Mang looked at me and said, “You are free to travel north from Hue to Hanoi by any legal means at your disposal.”
We made eye contact. We both knew we were both full of shit.
Colonel Mang made a few more notes on his piece of paper, and though I’m trained to read upside down, I can’t even read Vietnamese right side up. Colonel Mang said to me, “And when you are in Hue, you will visit the places in the vicinity where you were stationed. Correct?”

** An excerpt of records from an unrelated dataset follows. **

//! Closed catalog of primitive data types
//!
//! The discriminants double as the one-byte data-type field of the
//! serialized descriptor, so their order is part of the wire format.

use std::fmt;

use serde::{Deserialize, Serialize};

use crate::ast::BuiltinKind;

#[derive(Debug, Clone, Copy, PartialEq, Eq, Hash, PartialOrd, Ord, Serialize, Deserialize)]
#[repr(u8)]
pub enum PrimitiveKind {
    Float16 = 0,
    Float32 = 1,
    Float64 = 2,
    Signed8 = 3,
    Signed16 = 4,
    Signed32 = 5,
    Signed64 = 6,
    Unsigned8 = 7,
    Unsigned16 = 8,
    Unsigned32 = 9,
    Unsigned64 = 10,
    Boolean = 11,
    Unsigned565 = 12,
    Unsigned5551 = 13,
    Unsigned4444 = 14,
    Matrix2x2 = 15,
    Matrix3x3 = 16,
    Matrix4x4 = 17,
    Element = 18,
    Type = 19,
    Allocation = 20,
    Sampler = 21,
    Script = 22,
    Mesh = 23,
    Path = 24,
    ProgramFragment = 25,
    ProgramVertex = 26,
    ProgramRaster = 27,
    ProgramStore = 28,
    Font = 29,
}

struct KindInfo {
    kind: PrimitiveKind,
    bits: u32,
    name: &'static str,
}

const fn info(kind: PrimitiveKind, bits: u32, name: &'static str) -> KindInfo {
    KindInfo { kind, bits, name }
}

static CATALOG: [KindInfo; 30] = [
    info(PrimitiveKind::Float16, 16, "half"),
    info(PrimitiveKind::Float32, 32, "float"),
    info(PrimitiveKind::Float64, 64, "double"),
    info(PrimitiveKind::Signed8, 8, "char"),
    info(PrimitiveKind::Signed16, 16, "short"),
    info(PrimitiveKind::Signed32, 32, "int"),
    info(PrimitiveKind::Signed64, 64, "long"),
    info(PrimitiveKind::Unsigned8, 8, "uchar"),
    info(PrimitiveKind::Unsigned16, 16, "ushort"),
    info(PrimitiveKind::Unsigned32, 32, "uint"),
    info(PrimitiveKind::Unsigned64, 64, "ulong"),
    info(PrimitiveKind::Boolean, 8, "bool"),
    info(PrimitiveKind::Unsigned565, 16, "ushort_5_6_5"),
    info(PrimitiveKind::Unsigned5551, 16, "ushort_5_5_5_1"),
    info(PrimitiveKind::Unsigned4444, 16, "ushort_4_4_4_4"),
    info(PrimitiveKind::Matrix2x2, 4 * 32, "rs_matrix2x2"),
    info(PrimitiveKind::Matrix3x3, 9 * 32, "rs_matrix3x3"),
    info(PrimitiveKind::Matrix4x4, 16 * 32, "rs_matrix4x4"),
    info(PrimitiveKind::Element, 32, "rs_element"),
    info(PrimitiveKind::Type, 32, "rs_type"),
    info(PrimitiveKind::Allocation, 32, "rs_allocation"),
    info(PrimitiveKind::Sampler, 32, "rs_sampler"),
    info(PrimitiveKind::Script, 32, "rs_script"),
    info(PrimitiveKind::Mesh, 32, "rs_mesh"),
    info(PrimitiveKind::Path, 32, "rs_path"),
    info(PrimitiveKind::ProgramFragment, 32, "rs_program_fragment"),
    info(PrimitiveKind::ProgramVertex, 32, "rs_program_vertex"),
    info(PrimitiveKind::ProgramRaster, 32, "rs_program_raster"),
    info(PrimitiveKind::ProgramStore, 32, "rs_program_store"),
    info(PrimitiveKind::Font, 32, "rs_font"),
];

impl PrimitiveKind {
    pub const FIRST_MATRIX: PrimitiveKind = PrimitiveKind::Matrix2x2;
    pub const LAST_MATRIX: PrimitiveKind = PrimitiveKind::Matrix4x4;
    pub const FIRST_OBJECT: PrimitiveKind = PrimitiveKind::Element;
    pub const LAST_OBJECT: PrimitiveKind = PrimitiveKind::Font;

    pub fn all() -> impl Iterator<Item = PrimitiveKind> {
        CATALOG.iter().map(|entry| entry.kind)
    }

    fn info(self) -> &'static KindInfo {
        &CATALOG[self as usize]
    }

    pub fn size_in_bits(self) -> u32 {
        self.info().bits
    }

    /// Canonical source spelling; reserved record names for handles and matrices.
    pub fn name(self) -> &'static str {
        self.info().name
    }

    /// Opaque reference-counted runtime handle.
    pub fn is_object(self) -> bool {
        self >= Self::FIRST_OBJECT && self <= Self::LAST_OBJECT
    }

    /// Tag-only kinds that are always represented by a matrix node.
    pub fn is_matrix(self) -> bool {
        self >= Self::FIRST_MATRIX && self <= Self::LAST_MATRIX
    }

    pub fn matrix_dim(self) -> Option<u8> {
        match self {
            PrimitiveKind::Matrix2x2 => Some(2),
            PrimitiveKind::Matrix3x3 => Some(3),
            PrimitiveKind::Matrix4x4 => Some(4),
            _ => None,
        }
    }

    pub fn matrix_for_dim(dim: u8) -> Option<PrimitiveKind> {
        match dim {
            2 => Some(PrimitiveKind::Matrix2x2),
            3 => Some(PrimitiveKind::Matrix3x3),
            4 => Some(PrimitiveKind::Matrix4x4),
            _ => None,
        }
    }

    pub fn is_unsigned(self) -> bool {
        matches!(
            self,
            PrimitiveKind::Unsigned8
                | PrimitiveKind::Unsigned16
                | PrimitiveKind::Unsigned32
                | PrimitiveKind::Unsigned64
                | PrimitiveKind::Unsigned565
                | PrimitiveKind::Unsigned5551
                | PrimitiveKind::Unsigned4444
        )
    }

    pub fn is_float(self) -> bool {
        matches!(
            self,
            PrimitiveKind::Float16 | PrimitiveKind::Float32 | PrimitiveKind::Float64
        )
    }

    pub fn lookup_by_name(name: &str) -> Option<PrimitiveKind> {
        CATALOG
            .iter()
            .find(|entry| entry.name == name)
            .map(|entry| entry.kind)
    }

    pub fn from_u8(value: u8) -> Option<PrimitiveKind> {
        CATALOG.get(value as usize).map(|entry| entry.kind)
    }

    /// Supported builtin scalars. Platform-width and oversized types map to `None`.
    pub fn from_builtin(kind: BuiltinKind) -> Option<PrimitiveKind> {
        match kind {
            BuiltinKind::Bool => Some(PrimitiveKind::Boolean),
            BuiltinKind::CharS | BuiltinKind::SChar => Some(PrimitiveKind::Signed8),
            BuiltinKind::CharU | BuiltinKind::UChar => Some(PrimitiveKind::Unsigned8),
            BuiltinKind::Short => Some(PrimitiveKind::Signed16),
            BuiltinKind::UShort => Some(PrimitiveKind::Unsigned16),
            BuiltinKind::Int => Some(PrimitiveKind::Signed32),
            BuiltinKind::UInt => Some(PrimitiveKind::Unsigned32),
            BuiltinKind::Long | BuiltinKind::LongLong => Some(PrimitiveKind::Signed64),
            BuiltinKind::ULong | BuiltinKind::ULongLong => Some(PrimitiveKind::Unsigned64),
            BuiltinKind::Half => Some(PrimitiveKind::Float16),
            BuiltinKind::Float => Some(PrimitiveKind::Float32),
            BuiltinKind::Double => Some(PrimitiveKind::Float64),
            BuiltinKind::Void
            | BuiltinKind::LongDouble
            | BuiltinKind::WChar
            | BuiltinKind::Int128 => None,
        }
    }
}

impl fmt::Display for PrimitiveKind {
    fn fmt(&self, f: &mut fmt::Formatter<'_>) -> fmt::Result {
        f.write_str(self.name())
    }
}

I replied, “I intend to take a day trip to Quang Tri City and see my former base camp.”
“Well,” said Colonel Mang, “you will be disappointed. There is no city of Quang Tri any longer. Only a village, and no evidence of the former American bases in the area. Everything was completely destroyed by American bombs in 1972.”
I didn’t reply.
He said, “You will report to the Immigration Police in Hue.” Colonel Mang sat back, lit yet another cigarette, and stared at me through the smoke. “So, how have you spent your days in Ho Chi Minh City?”
Not wanting to piss him off again about place names, I said, “In Ho Chi Minh City, I saw many excellent places. I took your advice and went to the Museum of American War Crimes.”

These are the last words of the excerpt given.